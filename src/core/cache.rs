//! File system helpers for the raw sheet cache and the output directory
//!
//! Raw sheets are cached as `{prefix}__{tab}.json`, with the tab name kept in
//! its URL-encoded form so the file names match what the fetch step requests.
//! Outputs are staged next to their final path and renamed into place only
//! after every file has been staged.

use std::{
    fs,
    io::{Read, Write},
    path::{Path, PathBuf},
};

use tracing::debug;

/// URL-encode a sheet tab name the way the Sheets API path expects it.
pub fn encode_tab(tab: &str) -> String {
    tab.replace(' ', "%20")
}

/// Path: {dir}/{prefix}__{encoded tab}.json
pub fn raw_sheet_path(dir: &Path, prefix: &str, tab: &str) -> PathBuf {
    dir.join(format!("{}__{}.json", prefix, encode_tab(tab)))
}

/// Try to read a file into a String
pub fn try_read_to_string(path: &Path) -> Option<String> {
    let mut f = fs::File::open(path).ok()?;
    let mut s = String::new();

    f.read_to_string(&mut s).ok()?;

    Some(s)
}

/// Write a string to file
pub fn write_string(path: &Path, contents: &str) -> std::io::Result<()> {
    if let Some(parent) = path.parent() {
        fs::create_dir_all(parent)?;
    }

    let mut f = fs::File::create(path)?;
    f.write_all(contents.as_bytes())
}

fn sibling_path(path: &Path, suffix: &str) -> PathBuf {
    let mut name = path
        .file_name()
        .map(|n| n.to_os_string())
        .unwrap_or_default();
    name.push(suffix);
    path.with_file_name(name)
}

/// Write every file to a `*.tmp` sibling. On failure nothing staged is left behind.
fn stage_all(files: &[(PathBuf, String)]) -> std::io::Result<Vec<(PathBuf, &Path)>> {
    let mut staged: Vec<(PathBuf, &Path)> = Vec::with_capacity(files.len());

    for (path, contents) in files {
        let tmp = sibling_path(path, ".tmp");
        if let Err(e) = write_string(&tmp, contents) {
            let _ = fs::remove_file(&tmp);
            for (tmp, _) in &staged {
                let _ = fs::remove_file(tmp);
            }
            return Err(e);
        }
        staged.push((tmp, path.as_path()));
    }
    Ok(staged)
}

/// Move staged files over their targets. Existing targets are kept as `*.bak`
/// until every move has gone through; if one fails, the new files are removed
/// and the backups put back.
fn commit_staged<F>(staged: &[(PathBuf, &Path)], mut rename: F) -> std::io::Result<()>
where
    F: FnMut(&Path, &Path) -> std::io::Result<()>,
{
    let mut backups: Vec<(PathBuf, &Path)> = Vec::new();
    let mut committed: Vec<&Path> = Vec::new();
    let mut failure = None;

    for (tmp, path) in staged {
        let path: &Path = path;
        if path.exists() {
            let backup = sibling_path(path, ".bak");
            if let Err(e) = rename(path, backup.as_path()) {
                failure = Some(e);
                break;
            }
            backups.push((backup, path));
        }
        debug!("writing {}", path.display());
        if let Err(e) = rename(tmp.as_path(), path) {
            failure = Some(e);
            break;
        }
        committed.push(path);
    }

    match failure {
        None => {
            for (backup, _) in &backups {
                let _ = fs::remove_file(backup);
            }
            Ok(())
        }
        Some(e) => {
            for path in &committed {
                let _ = fs::remove_file(path);
            }
            for (backup, path) in &backups {
                let _ = fs::rename(backup, path);
            }
            for (tmp, _) in staged {
                let _ = fs::remove_file(tmp);
            }
            Err(e)
        }
    }
}

/// Write every `(path, contents)` pair, or none of them.
///
/// All files are first written to `*.tmp` siblings, then moved over their
/// targets. If staging or any move fails, the staged files are removed and
/// the previous targets are restored.
pub fn write_all_or_nothing(files: &[(PathBuf, String)]) -> std::io::Result<()> {
    let staged = stage_all(files)?;
    commit_staged(&staged, |from, to| fs::rename(from, to))
}
//! Regular season standings from a league's `Standings` sheet.

use serde::Serialize;
use std::collections::BTreeMap;

use super::quality::Diagnostic;
use crate::sheets::{Row, Table};

/// How one team stands this season.
#[derive(Debug, Clone, PartialEq, Serialize)]
pub struct TeamSeasonRecord {
    pub team: String,
    pub rank: Option<u32>,
    pub wins: u32,
    pub losses: u32,
    pub remaining: u32,
    pub win_pct: Option<f64>,
    pub gb: f64,
    pub win_pct_vs_500: f64,
    pub win_pct_one_run: Option<f64>,
    pub sos: Option<f64>,
    pub sweeps_w: Option<u32>,
    pub splits: Option<u32>,
    pub sweeps_l: Option<u32>,
    pub innings_per_game: Option<f64>,
    pub elo: Option<i64>,
    #[serde(skip_serializing_if = "Option::is_none")]
    pub ego_starting: Option<i64>,
    #[serde(skip_serializing_if = "Option::is_none")]
    pub ego_current: Option<i64>,
}

/// Games each team plays in a double round robin of `team_count` teams.
pub fn games_per_team(team_count: usize) -> u32 {
    2 * (team_count as u32).saturating_sub(1)
}

/// Ratings over 1000 are exported with thousands separators.
fn parse_rating(raw: &str) -> Option<i64> {
    raw.replace(',', "").trim().parse::<f64>().ok().map(|v| v.round() as i64)
}

fn rating(row: &Row<'_>, column: &str) -> Option<i64> {
    row.text(column).as_deref().and_then(parse_rating)
}

fn parse_record(row: &Row<'_>) -> Result<TeamSeasonRecord, String> {
    let team = row.text("team_name").ok_or("missing team name")?;
    let wins = row.count("w").ok_or("wins is not a whole number")?;
    let losses = row.count("l").ok_or("losses is not a whole number")?;

    Ok(TeamSeasonRecord {
        team,
        rank: row.count("#"),
        wins,
        losses,
        remaining: 0,
        win_pct: row.number("w%"),
        // "-" for the leader, and for teams without games against .500+ teams
        gb: row.number("gb").unwrap_or(0.0),
        win_pct_vs_500: row.number("vs_500+").unwrap_or(0.0),
        win_pct_one_run: row.number("1run_w%"),
        sos: row.number("sos"),
        sweeps_w: row.count("w_sweeps"),
        splits: row.count("splits"),
        sweeps_l: row.count("l_sweeps"),
        innings_per_game: row.number("inn/gm"),
        elo: rating(row, "elo"),
        ego_starting: rating(row, "starting_ego"),
        ego_current: rating(row, "current_ego"),
    })
}

/// Team records keyed by team name, plus the rows that could not be read.
pub fn build_standings(table: &Table) -> (BTreeMap<String, TeamSeasonRecord>, Vec<Diagnostic>) {
    let mut records = BTreeMap::new();
    let mut rejected = Vec::new();

    for row in table.rows() {
        let parsed = parse_record(&row).and_then(|record| {
            if records.contains_key(&record.team) {
                Err(format!("{} is listed twice", record.team))
            } else {
                Ok(record)
            }
        });
        match parsed {
            Ok(record) => {
                records.insert(record.team.clone(), record);
            }
            Err(reason) => {
                rejected.push(Diagnostic::for_row(table.name(), &row, reason).logged())
            }
        }
    }

    // Dropped teams leave their opponents short of a full schedule.
    let games = games_per_team(records.len());
    for record in records.values_mut() {
        record.remaining = games.saturating_sub(record.wins + record.losses);
    }

    (records, rejected)
}
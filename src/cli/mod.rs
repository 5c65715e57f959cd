//! CLI argument definitions and parsing.

pub mod types;

use clap::{Args, Parser, Subcommand};
use std::path::PathBuf;
use types::Season;

/// Where spreadsheet exports are read from and which leagues exist
#[derive(Debug, Args)]
pub struct SourceArgs {
    /// TOML file listing leagues and their spreadsheet document ids.
    /// Built-in XBL/AAA/AA defaults are used when omitted.
    #[clap(long, short)]
    pub config: Option<PathBuf>,
}

#[derive(Debug, Parser)]
#[clap(
    name = "xbl-stats",
    about = "Aggregate high-level XBL stats per-season and for careers"
)]
pub struct XblStats {
    /// Write logs to this file instead of stderr.
    #[clap(long, global = true)]
    pub log_file: Option<PathBuf>,

    #[clap(subcommand)]
    pub command: Commands,
}

#[derive(Debug, Subcommand)]
pub enum Commands {
    /// Save copies of every spreadsheet tab the stats build reads.
    Fetch {
        #[clap(flatten)]
        source: SourceArgs,

        /// Directory the raw sheet JSON is saved to.
        #[clap(long, short, default_value = "public/raw")]
        save_dir: PathBuf,

        /// Sheets API key (or set `G_SHEETS_API_KEY` env var).
        #[clap(long, short = 'k')]
        api_key: Option<String>,
    },

    /// Build season and career stats from previously fetched sheets.
    Build {
        #[clap(flatten)]
        source: SourceArgs,

        /// Current season number.
        #[clap(long, short)]
        season: Season,

        /// Directory holding the raw sheet JSON.
        #[clap(long, short = 'g', default_value = "public/raw")]
        raw_dir: PathBuf,

        /// Directory the computed stats are written to.
        #[clap(long = "save-dir", short = 'S', default_value = "public")]
        save_dir: PathBuf,

        /// Print part of the result: a list of keys to look up, the first of
        /// which must be `season` or `career`.
        #[clap(long, short = 'Q', num_args = 1..)]
        query: Vec<String>,
    },
}
/// Gameplay constants shared by the server simulation and the client renderer.
#[derive(Debug, Clone, serde::Serialize, serde::Deserialize, ts_rs::TS)]
#[ts(export, export_to = "../../frontend/src/types/generated/")]
#[serde(rename_all = "camelCase")]
pub struct GameConfig {
    pub map_width: u32,
    pub map_height: u32,
    /// Units moved per accepted movement input
    pub player_speed: f64,
    /// Units a bullet advances per simulation tick
    pub bullet_speed: f64,
    /// Player half-extent, also the hit radius around a player
    pub player_size: f64,
    /// Bullet half-extent used for obstacle collision
    pub bullet_size: f64,
    pub max_health: i32,
    pub bullet_damage: i32,
    /// Bullet simulation tick (milliseconds)
    pub bullet_tick_ms: u64,
    pub grass_patch_count: usize,
    pub grass_min_radius: f64,
    pub grass_max_radius: f64,
}

impl Default for GameConfig {
    fn default() -> Self {
        Self {
            map_width: 2000,
            map_height: 1500,
            player_speed: 4.0,
            bullet_speed: 7.0,
            player_size: 20.0,
            bullet_size: 4.0,
            max_health: 100,
            bullet_damage: 10,
            bullet_tick_ms: 16, // ~60 Hz
            grass_patch_count: 20,
            grass_min_radius: 30.0,
            grass_max_radius: 50.0,
        }
    }
}

impl GameConfig {
    pub fn validate(&self) -> Result<(), String> {
        if self.map_width == 0 || self.map_height == 0 {
            return Err("map dimensions must be > 0".to_string());
        }
        if !self.player_speed.is_finite() || self.player_speed <= 0.0 {
            return Err("player_speed must be finite and > 0".to_string());
        }
        if !self.bullet_speed.is_finite() || self.bullet_speed <= 0.0 {
            return Err("bullet_speed must be finite and > 0".to_string());
        }
        if !self.player_size.is_finite() || self.player_size <= 0.0 {
            return Err("player_size must be finite and > 0".to_string());
        }
        if !self.bullet_size.is_finite() || self.bullet_size < 0.0 {
            return Err("bullet_size must be finite and >= 0".to_string());
        }
        if self.max_health <= 0 {
            return Err("max_health must be > 0".to_string());
        }
        if self.bullet_damage <= 0 || self.bullet_damage > self.max_health {
            return Err("bullet_damage must be in 1..=max_health".to_string());
        }
        if self.bullet_tick_ms == 0 {
            return Err("bullet_tick_ms must be > 0".to_string());
        }
        if !self.grass_min_radius.is_finite() || self.grass_min_radius < 0.0 {
            return Err("grass_min_radius must be finite and >= 0".to_string());
        }
        if !self.grass_max_radius.is_finite() || self.grass_max_radius < self.grass_min_radius {
            return Err("grass_max_radius must be finite and >= grass_min_radius".to_string());
        }
        Ok(())
    }
}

━━━━━━━━━━━━━━━━━━━━━━━━━━━━━━

* [Problem requirements]: Output the records above exactly, from their first line through the line that contains "pub fn encode_tab(tab: &str)", and add nothing.

* [Worked solution]:
filename src/core/cache.rs
//! File system helpers for the raw sheet cache and the output directory
//!
//! Raw sheets are cached as `{prefix}__{tab}.json`, with the tab name kept in
//! its URL-encoded form so the file names match what the fetch step requests.
//! Outputs are staged next to their final path and renamed into place only
//! after every file has been staged.

use std::{
    fs,
    io::{Read, Write},
    path::{Path, PathBuf},
};

use tracing::debug;

/// URL-encode a sheet tab name the way the Sheets API path expects it.
pub fn encode_tab(tab: &str) -> String {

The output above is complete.